Walk through your marketing and analytics tools and identify any that perform scoring, segmentation, or behavioral modeling. If none produce "solely automated decisions" with legal or significant effects, you can state that and briefly describe the profiling activities that do occur. If you do make automated decisions with significant consequences, you must explain the logic and give users the right to human review.

Listing recipient "categories" so broadly they convey nothing

Article 13(1)(e) requires you to identify "recipients or categories of recipients of the personal data." Many privacy policies satisfy this technically but fail it practically by listing categories like "service providers," "business partners," "analytics providers," and "advertising partners" — categories so broad that a user has no real understanding of who actually has their data.

The EDPB's guidance on transparency is clear that the description should be specific enough to be meaningful. "Third-party analytics providers" covers both a small A/B testing tool and Google.
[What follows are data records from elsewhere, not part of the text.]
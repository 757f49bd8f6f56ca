use std::sync::Arc;

use anyhow::Result;
use client_core::{
    AuthError, ClientError, EditCredentials, EditSessionController, SessionEvent,
};
use tokio::sync::broadcast::{error::RecvError, Receiver};
use tracing::debug;

use crate::{
    present::{print_form, print_save_outcome, print_view},
    prompt::Prompter,
};

const HELP: &str = "\
commands:
  search <site-id>        look a site up and display it
  view                    show the displayed site again
  edit                    switch the displayed site into edit mode
  set <field> [value...]  change one input while editing
  form                    show the edit form
  save                    send changed fields to the server
  cancel                  leave edit mode and reload the site
  login | logout | whoami
  help | quit";

enum Input {
    Line(Option<String>),
    Session(Result<SessionEvent, RecvError>),
}

/// Runs the interactive loop until `quit` or end of input. `events` must be
/// subscribed to the controller's session.
pub async fn run(
    controller: Arc<EditSessionController>,
    prompter: &mut Prompter,
    mut events: Receiver<SessionEvent>,
) -> Result<()> {
    println!("{HELP}");
    if !controller.api().session().is_authenticated() {
        redirect_to_login(&controller, prompter, "Please log in.").await?;
    }

    loop {
        prompter.prompt("rentdesk> ").await?;

        // Session events first: an expiry raised by the previous command
        // must be handled before any typed-ahead line runs.
        let input = tokio::select! {
            biased;
            event = events.recv() => Input::Session(event),
            line = prompter.next_line() => Input::Line(line?),
        };

        match input {
            Input::Line(None) => break,
            Input::Line(Some(line)) => {
                if !dispatch(&controller, prompter, line.trim()).await? {
                    break;
                }
            }
            Input::Session(Ok(SessionEvent::Expired))
                if controller.api().session().is_authenticated() =>
            {
                debug!("expiry already resolved by a later login");
            }
            Input::Session(Ok(SessionEvent::Expired)) => {
                println!();
                redirect_to_login(
                    &controller,
                    prompter,
                    "Your session has expired. Please log in again.",
                )
                .await?;
            }
            Input::Session(Ok(event)) => debug!(?event, "session event"),
            Input::Session(Err(RecvError::Lagged(skipped))) => {
                debug!(skipped, "session events lagged")
            }
            Input::Session(Err(RecvError::Closed)) => break,
        }
    }
    Ok(())
}

/// Runs one shell command; `false` ends the loop.
async fn dispatch(
    controller: &Arc<EditSessionController>,
    prompter: &mut Prompter,
    line: &str,
) -> Result<bool> {
    let (command, rest) = match line.split_once(char::is_whitespace) {
        Some((command, rest)) => (command, rest.trim()),
        None => (line, ""),
    };

    let result = match command {
        "" => Ok(()),
        "help" => {
            println!("{HELP}");
            Ok(())
        }
        "quit" | "exit" => return Ok(false),
        "search" | "show" => controller.search(rest).await.map(|view| print_view(&view)),
        "view" => {
            match controller.displayed().await {
                Some(view) => print_view(&view),
                None => println!("no site displayed"),
            }
            Ok(())
        }
        "edit" => enter_edit(controller, prompter).await?,
        "set" => {
            let (field, value) = rest.split_once(char::is_whitespace).unwrap_or((rest, ""));
            controller.set_field(field, value).await
        }
        "form" => {
            match controller.form().await {
                Some(form) => print_form(&form),
                None => println!("not editing"),
            }
            Ok(())
        }
        "save" => controller
            .save()
            .await
            .map(|outcome| print_save_outcome(&outcome)),
        "cancel" => controller.cancel().await.map(|view| match view {
            Some(view) => print_view(&view),
            None => println!("not editing"),
        }),
        "login" => {
            login(controller, prompter).await?;
            Ok(())
        }
        "logout" => {
            controller.api().logout();
            controller.reset().await;
            println!("signed out");
            Ok(())
        }
        "whoami" => {
            match controller.api().session().user() {
                Some(user) => println!("{}", user.username),
                None => println!("not signed in"),
            }
            Ok(())
        }
        other => {
            println!("unknown command: {other} (try `help`)");
            Ok(())
        }
    };

    if let Err(err) = result {
        report(controller, prompter, err).await?;
    }
    Ok(true)
}

async fn enter_edit(
    controller: &Arc<EditSessionController>,
    prompter: &mut Prompter,
) -> Result<Result<(), ClientError>> {
    if controller.displayed().await.is_none() {
        return Ok(Err(client_core::ValidationError::NoRecordSelected.into()));
    }
    if !controller.is_edit_unlocked().await {
        let username = prompter.ask("edit username").await?;
        let password = prompter.ask("edit password").await?;
        if let Err(err) = controller
            .unlock_editing(&EditCredentials::new(username, password))
            .await
        {
            return Ok(Err(err));
        }
    }
    Ok(controller.enter_edit().await.map(|form| print_form(&form)))
}

async fn report(
    controller: &Arc<EditSessionController>,
    prompter: &mut Prompter,
    err: ClientError,
) -> Result<()> {
    match err.auth() {
        // The expiry event drives the redirect, once for all failed calls.
        Some(AuthError::SessionExpired) => Ok(()),
        Some(AuthError::NotAuthenticated) => {
            redirect_to_login(controller, prompter, "Please log in.").await
        }
        None => {
            println!("error: {err}");
            Ok(())
        }
    }
}

async fn redirect_to_login(
    controller: &Arc<EditSessionController>,
    prompter: &mut Prompter,
    reason: &str,
) -> Result<()> {
    controller.reset().await;
    println!("{reason}");
    login(controller, prompter).await
}

async fn login(controller: &Arc<EditSessionController>, prompter: &mut Prompter) -> Result<()> {
    let username = prompter.ask("username").await?;
    if username.trim().is_empty() {
        println!("login skipped; use `login` when ready");
        return Ok(());
    }
    let password = prompter.ask("password").await?;
    match controller.api().login(username.trim(), &password).await {
        Ok(user) => {
            controller.reset().await;
            println!("signed in as {}", user.username);
        }
        Err(err) => println!("{err}"),
    }
    Ok(())
}

#[cfg(test)]
#[path = "tests/shell_tests.rs"]
mod tests;
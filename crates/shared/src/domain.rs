use std::{collections::BTreeMap, fmt};

use serde::{Deserialize, Serialize};

use crate::error::CatalogError;

/// Identifier of one site record. The backend accepts it either as text or
/// as a number, so it is carried as its display text.
#[derive(Debug, Clone, PartialEq, Eq, Hash, PartialOrd, Ord, Serialize, Deserialize)]
#[serde(transparent)]
pub struct SiteId(pub String);

impl SiteId {
    /// Trims the raw input; `None` when nothing is left.
    pub fn parse(raw: &str) -> Option<Self> {
        let trimmed = raw.trim();
        if trimmed.is_empty() {
            None
        } else {
            Some(Self(trimmed.to_string()))
        }
    }

    pub fn as_str(&self) -> &str {
        &self.0
    }
}

impl fmt::Display for SiteId {
    fn fmt(&self, f: &mut fmt::Formatter<'_>) -> fmt::Result {
        f.write_str(&self.0)
    }
}

/// A single scalar cell of a site record.
#[derive(Debug, Clone, PartialEq, Serialize, Deserialize)]
#[serde(untagged)]
pub enum FieldValue {
    Null,
    Bool(bool),
    Number(serde_json::Number),
    Text(String),
}

impl FieldValue {
    pub fn is_null(&self) -> bool {
        matches!(self, FieldValue::Null)
    }

    /// Text shown in a read-only display slot.
    pub fn display_text(&self) -> String {
        match self {
            FieldValue::Null => String::new(),
            FieldValue::Bool(value) => value.to_string(),
            FieldValue::Number(number) => number_text(number),
            FieldValue::Text(text) => text.clone(),
        }
    }
}

impl From<&str> for FieldValue {
    fn from(value: &str) -> Self {
        FieldValue::Text(value.to_string())
    }
}

impl From<String> for FieldValue {
    fn from(value: String) -> Self {
        FieldValue::Text(value)
    }
}

impl From<i64> for FieldValue {
    fn from(value: i64) -> Self {
        FieldValue::Number(value.into())
    }
}

impl From<f64> for FieldValue {
    fn from(value: f64) -> Self {
        serde_json::Number::from_f64(value)
            .map(FieldValue::Number)
            .unwrap_or(FieldValue::Null)
    }
}

/// Integers print as integers, floats in their shortest round-trip form
/// (`1200.0` prints as `1200`).
pub fn number_text(number: &serde_json::Number) -> String {
    if let Some(value) = number.as_i64() {
        return value.to_string();
    }
    if let Some(value) = number.as_u64() {
        return value.to_string();
    }
    match number.as_f64() {
        Some(value) => value.to_string(),
        None => number.to_string(),
    }
}

/// One site's rental/lease data: a flat field -> scalar mapping.
#[derive(Debug, Clone, Default, PartialEq, Serialize, Deserialize)]
#[serde(transparent)]
pub struct SiteRecord(BTreeMap<String, FieldValue>);

impl SiteRecord {
    pub fn new() -> Self {
        Self::default()
    }

    pub fn with(mut self, field: impl Into<String>, value: impl Into<FieldValue>) -> Self {
        self.0.insert(field.into(), value.into());
        self
    }

    pub fn get(&self, field: &str) -> Option<&FieldValue> {
        self.0.get(field)
    }

    /// Display text of a field, empty when the field is absent or null.
    pub fn text(&self, field: &str) -> String {
        self.get(field).map(FieldValue::display_text).unwrap_or_default()
    }

    pub fn site_id(&self) -> Option<SiteId> {
        SiteId::parse(&self.text(SITE_KEY))
    }
}

pub const SITE_KEY: &str = "site";

#[derive(Debug, Clone, Copy, PartialEq, Eq)]
pub enum FieldKind {
    Identifier,
    Text,
    Number,
    Percentage,
    Date,
}

#[derive(Debug, Clone, Copy, PartialEq, Eq)]
pub struct FieldDef {
    /// Record key the slot reads from.
    pub field: &'static str,
    /// Slot name; differs from `field` only for the legacy `site_id` slot.
    pub slot: &'static str,
    pub label: &'static str,
    pub kind: FieldKind,
}

impl FieldDef {
    pub fn is_editable(&self) -> bool {
        self.kind != FieldKind::Identifier
    }
}

const fn def(
    field: &'static str,
    slot: &'static str,
    label: &'static str,
    kind: FieldKind,
) -> FieldDef {
    FieldDef {
        field,
        slot,
        label,
        kind,
    }
}

/// Display slots in render order.
pub const SITE_FIELDS: &[FieldDef] = &[
    def("site", "site", "Site", FieldKind::Identifier),
    def("site", "site_id", "Site ID", FieldKind::Identifier),
    def("store_name", "store_name", "Store Name", FieldKind::Text),
    def("region", "region", "Region", FieldKind::Text),
    def("div", "div", "Division", FieldKind::Text),
    def("manager", "manager", "Manager", FieldKind::Text),
    def("asst_manager", "asst_manager", "Asst. Manager", FieldKind::Text),
    def("executive", "executive", "Executive", FieldKind::Text),
    def("doo", "doo", "Date of Opening", FieldKind::Date),
    def("sqft", "sqft", "Sq. Ft.", FieldKind::Number),
    def("agreement_date", "agreement_date", "Agreement Date", FieldKind::Date),
    def(
        "rent_position_date",
        "rent_position_date",
        "Rent Position Date",
        FieldKind::Date,
    ),
    def(
        "rent_effective_date",
        "rent_effective_date",
        "Rent Effective Date",
        FieldKind::Date,
    ),
    def(
        "agreement_valid_upto",
        "agreement_valid_upto",
        "Agreement Valid Upto",
        FieldKind::Text,
    ),
    def("current_date", "current_date", "Current Date", FieldKind::Date),
    def("lease_period", "lease_period", "Lease Period", FieldKind::Number),
    def(
        "rent_free_period_days",
        "rent_free_period_days",
        "Rent Free Period (Days)",
        FieldKind::Number,
    ),
    def(
        "rent_effective_amount",
        "rent_effective_amount",
        "Rent Effective Amount",
        FieldKind::Number,
    ),
    def("present_rent", "present_rent", "Present Rent", FieldKind::Number),
    def("hike_percentage", "hike_percentage", "Hike %", FieldKind::Percentage),
    def("hike_year", "hike_year", "Hike Year", FieldKind::Number),
    def("rent_deposit", "rent_deposit", "Rent Deposit", FieldKind::Number),
    def("owner_name1", "owner_name1", "Owner Name 1", FieldKind::Text),
    def("owner_name2", "owner_name2", "Owner Name 2", FieldKind::Text),
    def("owner_name3", "owner_name3", "Owner Name 3", FieldKind::Text),
    def("owner_name4", "owner_name4", "Owner Name 4", FieldKind::Text),
    def("owner_name5", "owner_name5", "Owner Name 5", FieldKind::Text),
    def("owner_name6", "owner_name6", "Owner Name 6", FieldKind::Text),
    def("owner_mobile", "owner_mobile", "Owner Mobile", FieldKind::Text),
    def("current_date1", "current_date1", "Current Date 1", FieldKind::Date),
    def("validity_date", "validity_date", "Validity Date", FieldKind::Date),
    def("gst_number", "gst_number", "GST Number", FieldKind::Text),
    def("pan_number", "pan_number", "PAN Number", FieldKind::Text),
    def("tds_percentage", "tds_percentage", "TDS %", FieldKind::Number),
    def("mature", "mature", "Mature", FieldKind::Text),
    def("status", "status", "Status", FieldKind::Text),
    def("remarks", "remarks", "Remarks", FieldKind::Text),
];

/// Date-typed fields are recognised by name: anything containing `date`,
/// plus the date-of-opening column `doo`.
pub fn is_date_field(field: &str) -> bool {
    field.contains("date") || field == "doo"
}

/// Looks up the editable slot for a field name.
pub fn editable_field(field: &str) -> Result<&'static FieldDef, CatalogError> {
    SITE_FIELDS
        .iter()
        .find(|def| def.slot == field)
        .ok_or_else(|| CatalogError::UnknownField(field.to_string()))
        .and_then(|def| {
            if def.is_editable() {
                Ok(def)
            } else {
                Err(CatalogError::ReadOnlyField(field.to_string()))
            }
        })
}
Those aren't the same risk profile and shouldn't be described the same way.

Name specific vendors where practical, or at minimum provide genuinely specific categories: "cloud infrastructure providers (AWS, Google Cloud)," "CRM tools (HubSpot)," "payment processors (Stripe)." For advertising partners, this is where specificity matters most — list the actual platforms if you use third-party tracking pixels or ad networks.

Conflating the ePrivacy Directive cookie obligations with GDPR transparency obligations

Cookie consent and privacy policy transparency are legally separate requirements. The cookie banner (or cookie consent tool) satisfies your obligations under the ePrivacy Directive for consent to non-essential cookies. The privacy policy satisfies your GDPR Article 13 obligations to inform users about all data processing activities.

A lot of companies have implemented a cookie consent tool — which is good — and then treated this as having handled their privacy obligations. It hasn't. Even with a perfect cookie banner, your privacy policy still needs to cover all the items in this list: lawful bases, retention periods, data subject rights, transfer mechanisms, automated processing, and third-party recipients.

The other common failure here is the reverse: using your privacy policy to obtain consent to cookies. Consent buried in a privacy policy isn't valid GDPR consent for cookies — it needs to be specific, informed, and given at the point of collection, not inferred from someone reading a document.

Keep these as separate, linked documents that each serve their own purpose. Your privacy policy covers GDPR Article 13 obligations. Your cookie policy or consent banner covers ePrivacy consent. Neither substitutes for the other.